## WORK TO BE COMPLETED
Scan the data below. Pull out each line where "after" occurs.

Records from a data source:
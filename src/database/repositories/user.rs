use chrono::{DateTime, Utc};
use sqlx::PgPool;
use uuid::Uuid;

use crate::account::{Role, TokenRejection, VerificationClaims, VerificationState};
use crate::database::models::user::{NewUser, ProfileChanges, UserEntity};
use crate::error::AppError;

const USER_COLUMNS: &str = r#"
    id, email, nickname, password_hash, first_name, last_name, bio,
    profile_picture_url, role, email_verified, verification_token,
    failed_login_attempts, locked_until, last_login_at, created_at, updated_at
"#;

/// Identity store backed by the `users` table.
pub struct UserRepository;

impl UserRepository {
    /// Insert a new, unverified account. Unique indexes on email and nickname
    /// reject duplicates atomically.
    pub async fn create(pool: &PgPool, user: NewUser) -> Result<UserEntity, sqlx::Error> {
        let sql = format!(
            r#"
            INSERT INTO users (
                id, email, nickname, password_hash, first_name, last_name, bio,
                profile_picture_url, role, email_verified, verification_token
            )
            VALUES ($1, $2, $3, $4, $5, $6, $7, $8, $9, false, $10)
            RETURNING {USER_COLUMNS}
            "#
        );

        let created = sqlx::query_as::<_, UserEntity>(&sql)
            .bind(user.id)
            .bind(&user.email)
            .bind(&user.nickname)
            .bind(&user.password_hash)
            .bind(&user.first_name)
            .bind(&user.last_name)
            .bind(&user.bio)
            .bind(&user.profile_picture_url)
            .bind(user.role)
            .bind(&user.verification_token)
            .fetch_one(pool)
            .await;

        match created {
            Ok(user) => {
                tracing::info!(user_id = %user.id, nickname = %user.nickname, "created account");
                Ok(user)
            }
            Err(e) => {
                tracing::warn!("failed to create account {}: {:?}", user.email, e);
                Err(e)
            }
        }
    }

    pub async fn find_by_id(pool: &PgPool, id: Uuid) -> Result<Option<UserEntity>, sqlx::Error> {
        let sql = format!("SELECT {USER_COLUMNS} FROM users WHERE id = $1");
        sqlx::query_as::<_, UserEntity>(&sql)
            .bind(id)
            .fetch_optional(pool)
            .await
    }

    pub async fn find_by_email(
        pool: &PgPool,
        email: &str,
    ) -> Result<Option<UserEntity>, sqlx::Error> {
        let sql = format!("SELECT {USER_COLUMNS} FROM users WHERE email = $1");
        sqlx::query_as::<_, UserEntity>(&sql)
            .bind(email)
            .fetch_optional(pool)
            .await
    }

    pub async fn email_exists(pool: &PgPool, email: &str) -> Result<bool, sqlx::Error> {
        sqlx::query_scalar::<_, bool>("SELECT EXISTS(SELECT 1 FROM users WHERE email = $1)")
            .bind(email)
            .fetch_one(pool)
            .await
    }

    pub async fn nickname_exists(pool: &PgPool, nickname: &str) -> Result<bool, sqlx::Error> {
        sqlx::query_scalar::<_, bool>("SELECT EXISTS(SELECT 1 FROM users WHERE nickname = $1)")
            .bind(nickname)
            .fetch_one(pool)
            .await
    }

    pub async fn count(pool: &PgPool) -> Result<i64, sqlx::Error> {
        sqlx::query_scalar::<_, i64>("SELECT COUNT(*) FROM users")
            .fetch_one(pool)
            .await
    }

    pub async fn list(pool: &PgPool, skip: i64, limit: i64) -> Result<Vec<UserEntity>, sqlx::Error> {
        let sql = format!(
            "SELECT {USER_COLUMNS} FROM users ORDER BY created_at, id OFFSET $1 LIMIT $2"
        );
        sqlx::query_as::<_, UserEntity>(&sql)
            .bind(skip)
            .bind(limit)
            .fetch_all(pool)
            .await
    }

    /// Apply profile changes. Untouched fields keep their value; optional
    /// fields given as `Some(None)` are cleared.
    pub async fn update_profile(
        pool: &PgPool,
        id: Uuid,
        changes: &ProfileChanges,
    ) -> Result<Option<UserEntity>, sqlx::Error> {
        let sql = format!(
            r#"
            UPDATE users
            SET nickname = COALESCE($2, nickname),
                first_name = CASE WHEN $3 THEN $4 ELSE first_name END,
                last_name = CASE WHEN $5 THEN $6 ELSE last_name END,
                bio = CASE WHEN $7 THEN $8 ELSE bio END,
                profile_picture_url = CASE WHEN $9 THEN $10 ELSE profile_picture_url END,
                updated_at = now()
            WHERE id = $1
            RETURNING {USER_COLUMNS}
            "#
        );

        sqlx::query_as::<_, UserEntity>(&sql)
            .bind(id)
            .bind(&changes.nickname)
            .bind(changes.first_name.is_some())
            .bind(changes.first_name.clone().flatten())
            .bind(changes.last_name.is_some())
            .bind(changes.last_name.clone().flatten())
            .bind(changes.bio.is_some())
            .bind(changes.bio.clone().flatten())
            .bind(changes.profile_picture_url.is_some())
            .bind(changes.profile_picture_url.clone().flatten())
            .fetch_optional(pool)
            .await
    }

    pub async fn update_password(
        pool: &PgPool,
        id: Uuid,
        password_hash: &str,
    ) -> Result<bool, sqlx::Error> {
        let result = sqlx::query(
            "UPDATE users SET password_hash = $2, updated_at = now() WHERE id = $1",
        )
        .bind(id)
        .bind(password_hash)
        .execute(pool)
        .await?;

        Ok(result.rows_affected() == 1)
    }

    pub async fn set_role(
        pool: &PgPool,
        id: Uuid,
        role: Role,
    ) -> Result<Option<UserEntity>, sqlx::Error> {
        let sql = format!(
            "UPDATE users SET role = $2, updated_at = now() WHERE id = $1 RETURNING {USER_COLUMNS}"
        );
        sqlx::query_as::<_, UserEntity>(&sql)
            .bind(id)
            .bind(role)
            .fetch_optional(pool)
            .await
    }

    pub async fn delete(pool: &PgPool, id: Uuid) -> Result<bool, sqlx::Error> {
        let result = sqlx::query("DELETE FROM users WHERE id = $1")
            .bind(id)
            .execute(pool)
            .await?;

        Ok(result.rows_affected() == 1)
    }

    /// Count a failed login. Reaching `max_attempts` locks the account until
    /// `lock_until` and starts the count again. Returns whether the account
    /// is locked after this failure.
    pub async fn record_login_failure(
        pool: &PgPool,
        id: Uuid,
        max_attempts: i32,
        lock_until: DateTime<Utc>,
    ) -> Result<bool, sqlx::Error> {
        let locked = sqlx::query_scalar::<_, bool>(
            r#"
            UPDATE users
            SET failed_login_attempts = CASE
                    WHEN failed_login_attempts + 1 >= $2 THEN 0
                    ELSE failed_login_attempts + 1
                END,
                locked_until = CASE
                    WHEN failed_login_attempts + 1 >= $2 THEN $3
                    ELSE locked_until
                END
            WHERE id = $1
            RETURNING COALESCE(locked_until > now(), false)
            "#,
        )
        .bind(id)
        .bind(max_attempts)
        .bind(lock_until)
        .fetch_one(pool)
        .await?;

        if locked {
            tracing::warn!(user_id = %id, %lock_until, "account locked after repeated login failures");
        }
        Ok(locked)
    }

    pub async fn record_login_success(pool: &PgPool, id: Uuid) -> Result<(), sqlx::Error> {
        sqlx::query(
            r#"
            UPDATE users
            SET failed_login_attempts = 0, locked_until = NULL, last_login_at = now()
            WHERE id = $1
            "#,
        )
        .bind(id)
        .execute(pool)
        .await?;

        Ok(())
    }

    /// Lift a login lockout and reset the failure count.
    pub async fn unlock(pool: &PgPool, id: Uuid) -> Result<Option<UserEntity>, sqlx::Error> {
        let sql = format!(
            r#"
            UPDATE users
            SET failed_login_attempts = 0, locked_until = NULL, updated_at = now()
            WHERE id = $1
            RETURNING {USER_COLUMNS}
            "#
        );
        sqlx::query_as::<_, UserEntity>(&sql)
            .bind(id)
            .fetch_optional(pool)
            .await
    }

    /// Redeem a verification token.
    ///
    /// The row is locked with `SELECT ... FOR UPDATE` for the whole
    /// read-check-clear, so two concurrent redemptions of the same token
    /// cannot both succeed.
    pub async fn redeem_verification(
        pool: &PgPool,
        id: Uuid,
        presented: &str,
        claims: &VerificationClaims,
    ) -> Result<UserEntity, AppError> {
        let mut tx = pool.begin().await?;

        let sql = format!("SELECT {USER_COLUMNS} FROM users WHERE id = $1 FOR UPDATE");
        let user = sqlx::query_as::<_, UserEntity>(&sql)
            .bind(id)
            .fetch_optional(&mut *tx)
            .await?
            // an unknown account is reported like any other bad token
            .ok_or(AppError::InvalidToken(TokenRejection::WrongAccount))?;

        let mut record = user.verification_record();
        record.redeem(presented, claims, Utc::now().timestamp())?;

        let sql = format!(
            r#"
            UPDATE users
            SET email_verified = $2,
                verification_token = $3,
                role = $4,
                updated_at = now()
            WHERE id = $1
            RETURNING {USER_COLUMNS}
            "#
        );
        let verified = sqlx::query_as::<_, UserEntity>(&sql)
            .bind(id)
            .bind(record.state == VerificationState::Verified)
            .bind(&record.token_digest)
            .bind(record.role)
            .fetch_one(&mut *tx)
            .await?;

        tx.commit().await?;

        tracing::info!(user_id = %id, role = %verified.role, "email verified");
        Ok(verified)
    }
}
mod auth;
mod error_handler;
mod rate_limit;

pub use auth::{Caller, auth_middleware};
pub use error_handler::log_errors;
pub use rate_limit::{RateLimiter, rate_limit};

---

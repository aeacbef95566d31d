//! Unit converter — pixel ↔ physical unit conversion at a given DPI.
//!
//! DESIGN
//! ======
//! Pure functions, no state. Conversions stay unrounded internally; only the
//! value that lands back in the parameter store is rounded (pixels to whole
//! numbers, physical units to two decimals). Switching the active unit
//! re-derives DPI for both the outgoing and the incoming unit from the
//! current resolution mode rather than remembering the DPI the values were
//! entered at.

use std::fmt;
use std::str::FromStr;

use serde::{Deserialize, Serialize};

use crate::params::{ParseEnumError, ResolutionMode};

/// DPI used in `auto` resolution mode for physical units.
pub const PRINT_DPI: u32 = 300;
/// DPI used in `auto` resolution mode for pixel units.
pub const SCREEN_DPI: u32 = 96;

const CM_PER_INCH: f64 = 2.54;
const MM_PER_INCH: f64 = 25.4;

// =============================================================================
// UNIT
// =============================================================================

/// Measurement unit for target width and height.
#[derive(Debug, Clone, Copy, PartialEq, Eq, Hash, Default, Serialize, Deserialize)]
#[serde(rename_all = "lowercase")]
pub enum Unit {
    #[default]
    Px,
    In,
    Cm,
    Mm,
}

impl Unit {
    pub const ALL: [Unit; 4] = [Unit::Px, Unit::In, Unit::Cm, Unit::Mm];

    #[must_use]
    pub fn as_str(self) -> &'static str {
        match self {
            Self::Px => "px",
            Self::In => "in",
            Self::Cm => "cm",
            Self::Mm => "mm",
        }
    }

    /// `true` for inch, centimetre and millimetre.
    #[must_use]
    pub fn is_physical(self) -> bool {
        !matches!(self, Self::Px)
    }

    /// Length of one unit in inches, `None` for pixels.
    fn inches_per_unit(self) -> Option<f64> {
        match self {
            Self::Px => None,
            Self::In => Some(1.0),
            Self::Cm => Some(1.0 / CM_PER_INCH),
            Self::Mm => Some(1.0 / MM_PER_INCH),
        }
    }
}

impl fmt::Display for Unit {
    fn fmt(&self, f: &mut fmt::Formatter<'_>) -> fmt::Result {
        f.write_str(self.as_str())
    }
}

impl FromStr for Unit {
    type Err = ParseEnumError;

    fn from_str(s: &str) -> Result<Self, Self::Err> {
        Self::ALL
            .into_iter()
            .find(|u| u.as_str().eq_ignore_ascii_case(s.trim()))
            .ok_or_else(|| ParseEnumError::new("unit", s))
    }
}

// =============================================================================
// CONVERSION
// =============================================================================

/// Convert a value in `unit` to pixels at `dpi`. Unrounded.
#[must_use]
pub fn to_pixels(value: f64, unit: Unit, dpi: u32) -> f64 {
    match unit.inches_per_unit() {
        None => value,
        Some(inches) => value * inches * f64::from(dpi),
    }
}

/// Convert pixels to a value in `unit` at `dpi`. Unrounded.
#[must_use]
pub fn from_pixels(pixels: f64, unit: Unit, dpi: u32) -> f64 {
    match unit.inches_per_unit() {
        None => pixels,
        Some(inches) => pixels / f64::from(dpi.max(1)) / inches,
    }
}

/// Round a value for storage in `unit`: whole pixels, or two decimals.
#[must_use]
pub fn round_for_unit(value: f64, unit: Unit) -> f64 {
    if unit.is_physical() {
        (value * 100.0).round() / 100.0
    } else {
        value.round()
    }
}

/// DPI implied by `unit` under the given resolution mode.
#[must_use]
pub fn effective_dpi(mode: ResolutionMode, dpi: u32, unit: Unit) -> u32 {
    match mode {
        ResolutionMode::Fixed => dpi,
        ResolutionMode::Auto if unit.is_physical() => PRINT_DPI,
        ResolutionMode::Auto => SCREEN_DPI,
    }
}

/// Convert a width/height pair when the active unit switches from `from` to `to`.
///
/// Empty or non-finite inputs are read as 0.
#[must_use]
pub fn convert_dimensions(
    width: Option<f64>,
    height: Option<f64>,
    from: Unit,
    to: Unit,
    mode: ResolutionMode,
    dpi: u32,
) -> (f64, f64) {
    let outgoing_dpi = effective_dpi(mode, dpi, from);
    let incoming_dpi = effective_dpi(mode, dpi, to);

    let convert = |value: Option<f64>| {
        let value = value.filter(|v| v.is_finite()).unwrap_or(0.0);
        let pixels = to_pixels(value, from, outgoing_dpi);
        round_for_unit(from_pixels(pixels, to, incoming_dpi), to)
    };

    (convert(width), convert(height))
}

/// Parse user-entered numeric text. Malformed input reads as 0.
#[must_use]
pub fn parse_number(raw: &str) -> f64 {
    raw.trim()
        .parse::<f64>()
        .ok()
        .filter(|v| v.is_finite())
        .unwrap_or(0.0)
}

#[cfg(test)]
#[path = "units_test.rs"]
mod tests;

## ANSWER TO THE PROBLEM
    /// is locked after this failure.
            tracing::warn!(user_id = %id, %lock_until, "account locked after repeated login failures");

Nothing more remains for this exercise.